La chimie, et plus particulièrement la chimie organique, fait face à une révolution numérique qui va profondément modifier notre façon de penser et d’effectuer les transformations chimiques. La chimie 4.0, qui a été inventée pour définir la chimie du futur, tirera massivement parti des systèmes informatiques intégrés, des algorithmes et des machines automatisées pour réinventer à la fois les laboratoires de recherche et les usines industrielles. Cependant, nous sommes encore loin d’une numérisation généralisée de la synthèse organique car, comme toute technologie de rupture, l’expertise « numérique » limitée actuellement disponible empêche le développement et la croissance rapides de la chimie 4.0. De plus, la chimie organique n’est pas aussi prédictive que d’autres sciences comme la physique, ce qui complique l’utilisation d’algorithmes prédictifs ainsi que de technologies autonomes.
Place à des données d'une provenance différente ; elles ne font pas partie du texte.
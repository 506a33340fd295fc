mod common;

use std::io::Cursor;

use common::page_server::{self, PageServer, Route};
use image::{DynamicImage, GenericImageView, ImageFormat, RgbImage};
use posterpick::{
    config::Settings,
    imdb::{FetchError, ImdbProvider, PosterProvider},
    types::Identifier,
};

const TITLE_PATH: &str = "/title/tt0111161/";
const MEDIA_PATH: &str = "/title/tt0111161/mediaviewer/rm1690056449/";

const TITLE_PAGE: &str = r#"<html><head><title>The Shawshank Redemption (1994) - IMDb</title></head>
<body><a class="poster" href="/title/tt0111161/mediaviewer/rm1690056449/?ref_=tt_ov_i">Poster</a></body></html>"#;

fn provider(server: &PageServer, candidates: u32) -> ImdbProvider {
    let settings = Settings {
        base_url: server.title_base(),
        candidates,
        thumbnail: None,
        ..Settings::default()
    };
    ImdbProvider::new(&settings).unwrap()
}

fn shawshank() -> Identifier {
    Identifier::parse("tt0111161").unwrap()
}

fn media_page(imgs: &[&str]) -> String {
    let tags: Vec<String> = imgs
        .iter()
        .map(|src| format!(r#"<img src="{src}" alt="poster">"#))
        .collect();
    format!(
        r#"<html><body>{}<img src="https://fls-na.amazon.com/1/batch/1/OP/A1" height="1"></body></html>"#,
        tags.join("\n")
    )
}

#[tokio::test]
async fn test_fetch_downloads_first_candidate_with_title() {
    let server = page_server::start(vec![
        (TITLE_PATH, Route::html(TITLE_PAGE)),
        (MEDIA_PATH, Route::html(&media_page(&["/images/one.jpg", "/images/two.png"]))),
        ("/images/one.jpg", Route::bytes("image/jpeg", b"first poster".to_vec())),
        ("/images/two.png", Route::bytes("image/png", b"second poster".to_vec())),
    ]);

    let set = provider(&server, 1).fetch(&shawshank()).await.unwrap();

    assert_eq!(set.title.as_deref(), Some("The Shawshank Redemption"));
    assert_eq!(set.posters.len(), 1);
    assert_eq!(set.posters[0].bytes, b"first poster");
    assert_eq!(set.posters[0].extension, "jpg");
    assert_eq!(
        set.posters[0].source_url,
        format!("{}/images/one.jpg", server.base)
    );
    assert_eq!(
        server.requests(),
        vec![TITLE_PATH, MEDIA_PATH, "/images/one.jpg"]
    );
}

#[tokio::test]
async fn test_fetch_limits_candidates_in_page_order() {
    let server = page_server::start(vec![
        (TITLE_PATH, Route::html(TITLE_PAGE)),
        (
            MEDIA_PATH,
            Route::html(&media_page(&[
                "/images/one.jpg",
                "/images/two.png",
                "/images/three.jpg",
            ])),
        ),
        ("/images/one.jpg", Route::bytes("image/jpeg", b"first".to_vec())),
        ("/images/two.png", Route::bytes("image/png", b"second".to_vec())),
        ("/images/three.jpg", Route::bytes("image/jpeg", b"third".to_vec())),
    ]);

    let set = provider(&server, 2).fetch(&shawshank()).await.unwrap();

    let extensions: Vec<&str> = set.posters.iter().map(|p| p.extension.as_str()).collect();
    assert_eq!(extensions, vec!["jpg", "png"]);
    assert_eq!(set.posters[1].bytes, b"second");
    assert!(!server.requests().contains(&"/images/three.jpg".to_string()));
}

#[tokio::test]
async fn test_fetch_resolves_relative_sources_against_media_page() {
    let server = page_server::start(vec![
        (TITLE_PATH, Route::html(TITLE_PAGE)),
        (MEDIA_PATH, Route::html(&media_page(&["still.jpg"]))),
        (
            "/title/tt0111161/mediaviewer/rm1690056449/still.jpg",
            Route::bytes("image/jpeg", b"still".to_vec()),
        ),
    ]);

    let set = provider(&server, 1).fetch(&shawshank()).await.unwrap();

    assert_eq!(
        set.posters[0].source_url,
        format!("{}/title/tt0111161/mediaviewer/rm1690056449/still.jpg", server.base)
    );
    assert_eq!(set.posters[0].bytes, b"still");
}

#[tokio::test]
async fn test_fetch_takes_extension_from_content_type() {
    let server = page_server::start(vec![
        (TITLE_PATH, Route::html(TITLE_PAGE)),
        (MEDIA_PATH, Route::html(&media_page(&["/images/poster"]))),
        ("/images/poster", Route::bytes("image/png", b"png bytes".to_vec())),
    ]);

    let set = provider(&server, 1).fetch(&shawshank()).await.unwrap();

    assert_eq!(set.posters[0].extension, "png");
}

#[tokio::test]
async fn test_fetch_missing_title_is_not_found() {
    let server = page_server::start(vec![]);

    let err = provider(&server, 1).fetch(&shawshank()).await.unwrap_err();

    match err {
        FetchError::NotFound(url) => assert_eq!(url, format!("{}{}", server.base, TITLE_PATH)),
        other => panic!("expected NotFound, got {other:?}"),
    }
}

#[tokio::test]
async fn test_fetch_server_error_is_http_error() {
    let server = page_server::start(vec![(TITLE_PATH, Route::status(500))]);

    let err = provider(&server, 1).fetch(&shawshank()).await.unwrap_err();

    assert!(matches!(err, FetchError::Http(_)), "got {err:?}");
}

#[tokio::test]
async fn test_fetch_title_page_without_media_link_is_malformed() {
    let server = page_server::start(vec![(
        TITLE_PATH,
        Route::html("<html><head><title>Captcha</title></head><body></body></html>"),
    )]);

    let err = provider(&server, 1).fetch(&shawshank()).await.unwrap_err();

    assert!(matches!(err, FetchError::Malformed(_)), "got {err:?}");
    assert_eq!(server.requests(), vec![TITLE_PATH]);
}

#[tokio::test]
async fn test_fetch_media_page_without_images_has_no_poster() {
    let server = page_server::start(vec![
        (TITLE_PATH, Route::html(TITLE_PAGE)),
        (MEDIA_PATH, Route::html(&media_page(&[]))),
    ]);

    let err = provider(&server, 1).fetch(&shawshank()).await.unwrap_err();

    assert!(matches!(err, FetchError::NoPoster), "got {err:?}");
}

#[tokio::test]
async fn test_fetch_empty_image_is_malformed() {
    let server = page_server::start(vec![
        (TITLE_PATH, Route::html(TITLE_PAGE)),
        (MEDIA_PATH, Route::html(&media_page(&["/images/one.jpg"]))),
        ("/images/one.jpg", Route::bytes("image/jpeg", Vec::new())),
    ]);

    let err = provider(&server, 1).fetch(&shawshank()).await.unwrap_err();

    assert!(matches!(err, FetchError::Malformed(_)), "got {err:?}");
}

#[tokio::test]
async fn test_fetch_shrinks_posters_to_thumbnail() {
    let mut png = Cursor::new(Vec::new());
    DynamicImage::ImageRgb8(RgbImage::new(290, 800))
        .write_to(&mut png, ImageFormat::Png)
        .unwrap();
    let server = page_server::start(vec![
        (TITLE_PATH, Route::html(TITLE_PAGE)),
        (MEDIA_PATH, Route::html(&media_page(&["/images/one.png", "/images/two.jpg"]))),
        ("/images/one.png", Route::bytes("image/png", png.into_inner())),
        ("/images/two.jpg", Route::bytes("image/jpeg", b"not an image".to_vec())),
    ]);
    let settings = Settings {
        base_url: server.title_base(),
        ..Settings::default()
    };
    let provider = ImdbProvider::new(&settings).unwrap();

    let set = provider.fetch(&shawshank()).await.unwrap();
    let poster = image::load_from_memory(&set.posters[0].bytes).unwrap();
    assert_eq!(poster.dimensions(), (145, 400));

    let settings = Settings {
        candidates: 2,
        ..settings
    };
    let err = ImdbProvider::new(&settings)
        .unwrap()
        .fetch(&shawshank())
        .await
        .unwrap_err();
    assert!(matches!(err, FetchError::Malformed(_)), "got {err:?}");
}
L’un des objectifs ultimes de la chimie numérique est le développement de machines autonomes pour la synthèse de molécules avec un minimum d’interventions humaines, en particulier pour les tâches manuelles et routinières. Les machines autonomes sont par nature automatisées car elles représentent le niveau d’automatisation le plus avancé. Plutôt que de travailler en suivant une liste d’actions préprogrammées, une machine autonome suit un objectif initialement assigné par l’homme et décide indépendamment de la manière la plus efficace d’atteindre cet objectif. L’objectif de développer des technologies autonomes en chimie organique n’est pas de réduire le rôle des chimistes formés, car l’intuition, la créativité et la diversité des connaissances d’un chimiste de laboratoire expérimenté ne peuvent être dépassées par les machines, même celles intégrant l’intelligence artificielle. Avec des machines autonomes, les chimistes seront libérés de la corvée des tâches routinières et répétitives qui n’impliquent pas d’efforts cognitifs humains importants.
Les réacteurs à flux sont particulièrement bien adaptés pour diffuser les technologies numériques en chimie organique car ils offrent une sécurité accrue, un meilleur contrôle des réactions, une surveillance « à la volée » et une automatisation plus facile par rapport aux réacteurs discontinus traditionnels. De plus, d’un point de vue plus fondamental, la chimie en flux offre la possibilité d’accéder à des réactivités et des transformations non couvertes car elle permet d’explorer de nouvelles fenêtres de processus et accélère également fortement la cinétique grâce à un meilleur transfert de chaleur et de masse.